In some cases, it most certainly doesn't.

For example, a shocking cellphone video posted on YouTube in 2014 showed police officers in Hawthorne, Calif., fatally shooting a dog. The Southern California police department was bombarded with angry calls and emails, including death threats, which prompted the department to take the three officers involved off street duty.

However, another video taken on a cellphone by a second witness at the scene showed more of the interactions the dog owner had with police before the shooting. It also more clearly showed the careful actions the officers took before shooting the dog, a large Rottweiler.

In another case, soon after the city of Chicago released an audio-free dashcam video of a white officer fatally shooting a black teen 16 times, a 35-second excerpt with sound appeared online, garnering nearly a half million views on social media, according to the Associated Press.

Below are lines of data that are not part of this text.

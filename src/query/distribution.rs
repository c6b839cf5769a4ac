//! Distribution percentage query builder.
//!
//! Produces one percentage column per range bucket, grouped by a
//! distribution variable:
//!
//! ```text
//! SELECT vehicle_type, 100.0 * AVG(CASE WHEN distance BETWEEN 0 AND 10 AND detection THEN 1 ELSE 0 END) AS range_0_10
//! FROM distance_detection GROUP BY vehicle_type
//! ```

use tracing::debug;

use super::clause::{render_select_list, Clause, DistributionRange};
use super::QueryBuilder;
use crate::error::{QueryError, Result};

/// Builder for distribution percentage queries.
#[derive(Debug, Clone)]
pub struct DistributionPercentageQueryBuilder {
    table: String,
    distribution_field: String,
    comparison_field: String,
    range_field: String,
    clauses: Vec<Clause>,
}

impl DistributionPercentageQueryBuilder {
    /// Creates a builder.
    ///
    /// - `distribution_variable` groups the output rows.
    /// - `comparison_variable` must be a boolean column; it is the numerator predicate.
    /// - `range_field` decides bucket membership.
    pub fn new(
        table: impl Into<String>,
        distribution_variable: impl Into<String>,
        comparison_variable: impl Into<String>,
        range_field: impl Into<String>,
    ) -> Self {
        Self {
            table: table.into(),
            distribution_field: distribution_variable.into(),
            comparison_field: comparison_variable.into(),
            range_field: range_field.into(),
            clauses: Vec::new(),
        }
    }

    /// Adds one percentage column for the bucket `[start, end]`.
    ///
    /// Overlapping and duplicate ranges are accepted as-is.
    pub fn add_distribution_range(&mut self, start: i64, end: i64) -> Result<&mut Self> {
        let range = DistributionRange::new(start, end)?;
        debug!(alias = %range.alias(), "Adding distribution range");
        self.clauses.push(Clause::range_percentage(
            &self.range_field,
            &self.comparison_field,
            range,
        ));
        Ok(self)
    }
}

impl QueryBuilder for DistributionPercentageQueryBuilder {
    fn clauses(&self) -> &[Clause] {
        &self.clauses
    }

    fn build(&self) -> Result<String> {
        if self.clauses.is_empty() {
            return Err(QueryError::empty_query(
                "No distribution ranges added. Use add_distribution_range before building the query.",
            ));
        }

        Ok(format!(
            "SELECT {field}, {columns} FROM {table} GROUP BY {field}",
            field = self.distribution_field,
            columns = render_select_list(&self.clauses),
            table = self.table,
        ))
    }
}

The problem? A veteran audio forensics expert told the AP the audio had been edited in.

"It's fake," he said. "Hands down."

These situations illustrate that the existence of a video is not full proof police have acted wrongly. In many cases, they are a good start in cases that surely should be investigated. However, a good start is all they are sometimes.

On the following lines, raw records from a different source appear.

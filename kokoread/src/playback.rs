//! Plays the generated files one after another.

use std::fs::{self, File};
use std::io::BufReader;
use std::path::{Path, PathBuf};
use std::time::Duration;

use indicatif::{ProgressBar, ProgressStyle};
use rodio::{Decoder, OutputStream, OutputStreamHandle, Sink, Source};

use crate::error::PlaybackError;
use crate::synth::OutputFiles;
use crate::utils::wav::wav_duration;

/// Time given to the player to read the file header before asking for the
/// duration.
pub const METADATA_WAIT: Duration = Duration::from_millis(100);

/// Number of sleeps the wait for one file is divided into.
pub const PROGRESS_STEPS: u32 = 100;

/// Something that can start playing an audio file.
pub trait MediaPlayer {
    type Playing: Playback;

    fn start(&self, path: &Path) -> Result<Self::Playing, PlaybackError>;
}

/// A file that is currently playing. Playback stops when this is dropped.
pub trait Playback {
    fn duration(&self) -> Option<Duration>;
}

/// The default audio output device via rodio.
pub struct RodioPlayer {
    _stream: OutputStream,
    handle: OutputStreamHandle,
}

impl RodioPlayer {
    pub fn new() -> Result<Self, PlaybackError> {
        let (stream, handle) =
            OutputStream::try_default().map_err(|e| PlaybackError::NoDevice(e.to_string()))?;
        Ok(Self {
            _stream: stream,
            handle,
        })
    }
}

pub struct RodioPlayback {
    _sink: Sink,
    duration: Option<Duration>,
}

impl Playback for RodioPlayback {
    fn duration(&self) -> Option<Duration> {
        self.duration
    }
}

impl MediaPlayer for RodioPlayer {
    type Playing = RodioPlayback;

    fn start(&self, path: &Path) -> Result<RodioPlayback, PlaybackError> {
        let file = File::open(path).map_err(|source| PlaybackError::Open {
            path: path.to_path_buf(),
            source,
        })?;
        let source = Decoder::new(BufReader::new(file)).map_err(|e| PlaybackError::Decode {
            path: path.to_path_buf(),
            message: e.to_string(),
        })?;
        let duration = source
            .total_duration()
            .or_else(|| wav_duration(path).ok());

        let sink =
            Sink::try_new(&self.handle).map_err(|e| PlaybackError::NoDevice(e.to_string()))?;
        sink.append(source);

        Ok(RodioPlayback {
            _sink: sink,
            duration,
        })
    }
}

#[derive(Debug, Clone, Copy, PartialEq, Eq)]
pub struct PlaybackSummary {
    pub files: usize,
    pub duration: Duration,
}

/// Plays files strictly in order, waiting out each file's duration before
/// starting the next one.
pub struct PlaybackScheduler<P, S = fn(Duration)> {
    player: P,
    sleep: S,
    show_progress: bool,
}

impl<P: MediaPlayer> PlaybackScheduler<P> {
    pub fn new(player: P) -> Self {
        Self {
            player,
            sleep: std::thread::sleep,
            show_progress: true,
        }
    }
}

impl<P: MediaPlayer, S: FnMut(Duration)> PlaybackScheduler<P, S> {
    /// Replaces the function used to wait.
    pub fn with_sleep<T: FnMut(Duration)>(self, sleep: T) -> PlaybackScheduler<P, T> {
        PlaybackScheduler {
            player: self.player,
            sleep,
            show_progress: self.show_progress,
        }
    }

    pub fn with_progress(mut self, show_progress: bool) -> Self {
        self.show_progress = show_progress;
        self
    }

    pub fn play_all(&mut self, files: &OutputFiles) -> Result<PlaybackSummary, PlaybackError> {
        tracing::info!("playing {} files", files.len());
        let total = files.len();
        let mut played = Duration::ZERO;

        for (i, path) in files.iter().enumerate() {
            let full_path = fs::canonicalize(path).map_err(|source| PlaybackError::Open {
                path: path.clone(),
                source,
            })?;
            let playing = self.player.start(&full_path)?;
            (self.sleep)(METADATA_WAIT);

            let duration = playing
                .duration()
                .ok_or_else(|| PlaybackError::UnknownDuration(full_path.clone()))?;
            tracing::debug!("playing {} ({:.2}s)", full_path.display(), duration.as_secs_f32());

            let pb = self.progress_bar(progress_prefix(i, total));
            let step = duration / PROGRESS_STEPS;
            for _ in 0..PROGRESS_STEPS {
                (self.sleep)(step);
                pb.inc(1);
            }
            pb.finish();

            drop(playing);
            played += duration;
        }

        Ok(PlaybackSummary {
            files: total,
            duration: played,
        })
    }

    fn progress_bar(&self, prefix: String) -> ProgressBar {
        if !self.show_progress {
            return ProgressBar::hidden();
        }
        let style = ProgressStyle::with_template("{prefix}{elapsed} {bar:40.yellow} {eta}")
            .unwrap_or_else(|_| ProgressStyle::default_bar());
        let pb = ProgressBar::new(u64::from(PROGRESS_STEPS));
        pb.set_style(style);
        pb.set_prefix(prefix);
        pb
    }
}

/// `▶ 2/5 ` when there are several files, `▶ ` otherwise.
fn progress_prefix(index: usize, total: usize) -> String {
    if total > 1 {
        format!("\u{25B6} {}/{} ", index + 1, total)
    } else {
        "\u{25B6} ".to_string()
    }
}

/// `outputs/label/*` for messages that send the user to the files.
pub fn output_glob(dir: &Path) -> PathBuf {
    dir.join("*")
}

pub fn playback_failed_message(dir: &Path, err: &PlaybackError) -> String {
    format!(
        "Something went wrong when trying to play the audio ({err}). Play the output files manually: {}",
        output_glob(dir).display()
    )
}

pub fn playback_skipped_message(dir: &Path) -> String {
    format!("Audio player disabled: {}", output_glob(dir).display())
}

#[cfg(test)]
mod tests {
    use super::*;

    #[test]
    fn prefix_shows_position_only_for_several_files() {
        assert_eq!(progress_prefix(0, 1), "▶ ");
        assert_eq!(progress_prefix(1, 3), "▶ 2/3 ");
    }

    #[test]
    fn messages_point_at_the_output_directory() {
        let dir = Path::new("outputs").join("chat");
        let err = PlaybackError::NoDevice("no default output".into());
        let msg = playback_failed_message(&dir, &err);
        assert!(msg.contains(&output_glob(&dir).display().to_string()));
        assert!(msg.contains("no default output"));

        let msg = playback_skipped_message(&dir);
        assert!(msg.starts_with("Audio player disabled: "));
        assert!(msg.ends_with(&output_glob(&dir).display().to_string()));
    }
}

These videos should be authenticated and their context ought to be established. Witnesses should be interviewed thoroughly and the cops involved ought to be questioned.

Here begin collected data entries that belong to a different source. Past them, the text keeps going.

use std::cell::RefCell;
use std::path::Path;

use ort::execution_providers::{
    CPUExecutionProvider, CUDAExecutionProvider, CoreMLExecutionProvider, ExecutionProvider,
    ExecutionProviderDispatch, OpenVINOExecutionProvider,
};
use ort::session::Session;

use crate::device::{Device, DeviceProbe};
use crate::error::TtsError;

/// Shared session handling for ONNX models.
pub trait OrtBase {
    fn set_sess(&mut self, sess: Session);
    fn sess(&self) -> Option<&RefCell<Session>>;

    fn load_model(&mut self, model_path: &Path, device: Device) -> Result<(), TtsError> {
        let builder = Session::builder()?;
        let builder = match device {
            // an explicit accelerator that fails to register is an error,
            // not a silent fall back to the CPU
            Device::Cpu => builder,
            other => builder.with_execution_providers([execution_provider(other).error_on_failure()])?,
        };
        let session = builder.commit_from_file(model_path)?;
        self.set_sess(session);
        Ok(())
    }

    fn print_info(&self) {
        if let Some(sess) = self.sess() {
            let sess = sess.borrow();
            for input in &sess.inputs {
                tracing::debug!("model input: {} {:?}", input.name, input.input_type);
            }
            for output in &sess.outputs {
                tracing::debug!("model output: {} {:?}", output.name, output.output_type);
            }
        } else {
            tracing::debug!("session is not initialized");
        }
    }
}

fn execution_provider(device: Device) -> ExecutionProviderDispatch {
    match device {
        Device::Cuda => CUDAExecutionProvider::default().build(),
        Device::Mps => CoreMLExecutionProvider::default().build(),
        Device::Xpu => OpenVINOExecutionProvider::default().build(),
        Device::Cpu => CPUExecutionProvider::default().build(),
    }
}

/// Asks ONNX Runtime which execution providers this build can use.
/// `mps` maps to CoreML and `xpu` to OpenVINO.
#[derive(Debug, Default, Clone, Copy)]
pub struct OrtDeviceProbe;

impl DeviceProbe for OrtDeviceProbe {
    fn is_available(&self, device: Device) -> bool {
        let available = match device {
            Device::Cuda => CUDAExecutionProvider::default().is_available(),
            Device::Mps => CoreMLExecutionProvider::default().is_available(),
            Device::Xpu => OpenVINOExecutionProvider::default().is_available(),
            Device::Cpu => return true,
        };
        available.unwrap_or(false)
    }
}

If police have acted wrongly, they should be punished, but not solely on the basis of one cellphone recording. On balance, these videos arguably can hurt the promotion of justice more than help it.

Meanwhile, there's a chance that the continued wide distribution of these videos will seriously affect cops' willingness to carry out their duties, as happened in Baltimore last year.

When city officials wouldn't let the police fully defend themselves during the Baltimore riots, and several officers were hurt as a result, cops started doing the bare minimum required to keep their jobs.

As a result, violent crime rates soared, people died and the city still hasn't recovered.

Cops are realistic people and they don't expect people to love them. But they do require respect and some cooperation.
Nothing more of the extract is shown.